On my microwave oven, there are buttons for cooking standard foods. A friend of mine is a cook, and he was making something in my kitchen. He pointed to the "Popcorn" button, the "Hot Dog" button and the "Mac & Cheese" button, which he thought were acceptable. But the "Chicken Nuggets" button—"that's discouraging," he said.
Well have you noticed the canned response buttons on LinkedIn?
I don't know what algorithms they're using to come up with these buttons, which do somehow change with the circumstances, but it's discouraging that "indeed" and "yeah" are now roughly analogous expressions (both meaning, roughly, "totes mcgotes).
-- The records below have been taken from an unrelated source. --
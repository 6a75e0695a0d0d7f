use schemars::JsonSchema;
use serde::{Deserialize, Serialize};
use uuid::Uuid;
use validator::Validate;

/// These can be removed when [`serde`] supports
/// literal defaults: <https://github.com/serde-rs/serde/issues/368>
#[inline]
fn one() -> i64 {
	1
}

#[inline]
fn ten() -> i64 {
	10
}

/// Whether a response describes a success or a failure.
#[derive(Debug, Clone, Copy, PartialEq, Eq, Serialize, JsonSchema)]
#[serde(rename_all = "lowercase")]
pub enum Status {
	Success,
	Error,
}

/// The envelope wrapping every successful response body.
#[derive(Debug, Serialize, JsonSchema)]
pub struct Envelope<T> {
	pub status: Status,
	pub data: T,
}

impl<T> Envelope<T> {
	pub fn success(data: T) -> Self {
		Self {
			status: Status::Success,
			data,
		}
	}
}

#[derive(Debug, Deserialize, Validate, JsonSchema)]
pub struct Paginate {
	/// The page number to return (1-indexed). Pages past the end are empty.
	#[validate(range(min = 1, message = "Page must be at least 1"))]
	#[serde(default = "one")]
	pub page: i64,
	/// The number of items to return per page.
	#[validate(range(min = 1, max = 100, message = "Limit must be between 1 and 100"))]
	#[serde(default = "ten")]
	pub limit: i64,
}

#[derive(Deserialize, Validate, JsonSchema)]
pub struct IdInput {
	pub id: Uuid,
}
I do know that the first time I bring myself to push the "yeah" button, it will be a death—a little writer's death. (As it also was a few years ago when a speechwriter correspondent was astonished and insulted when David Murray sent him a winky-face emoticon.)
Once I was the only person on a suburban Chicago bus. I struck up a conversation with the driver, who asked me what I did for a living. When I told him I was a writer, he moaned loudly. He'd hate to be a writer, he said. He said he looks at the newspaper and he sees all those words and wonders, Does the writer have to write every one of those words?!
"Yep," I said, "every 'the' and every 'and.'"
Nowadays, even "indeeds" are done for you.
Can antidisestablishmentarianism be far behind?
Well, my algorithms tell me we're coming to the end of the column.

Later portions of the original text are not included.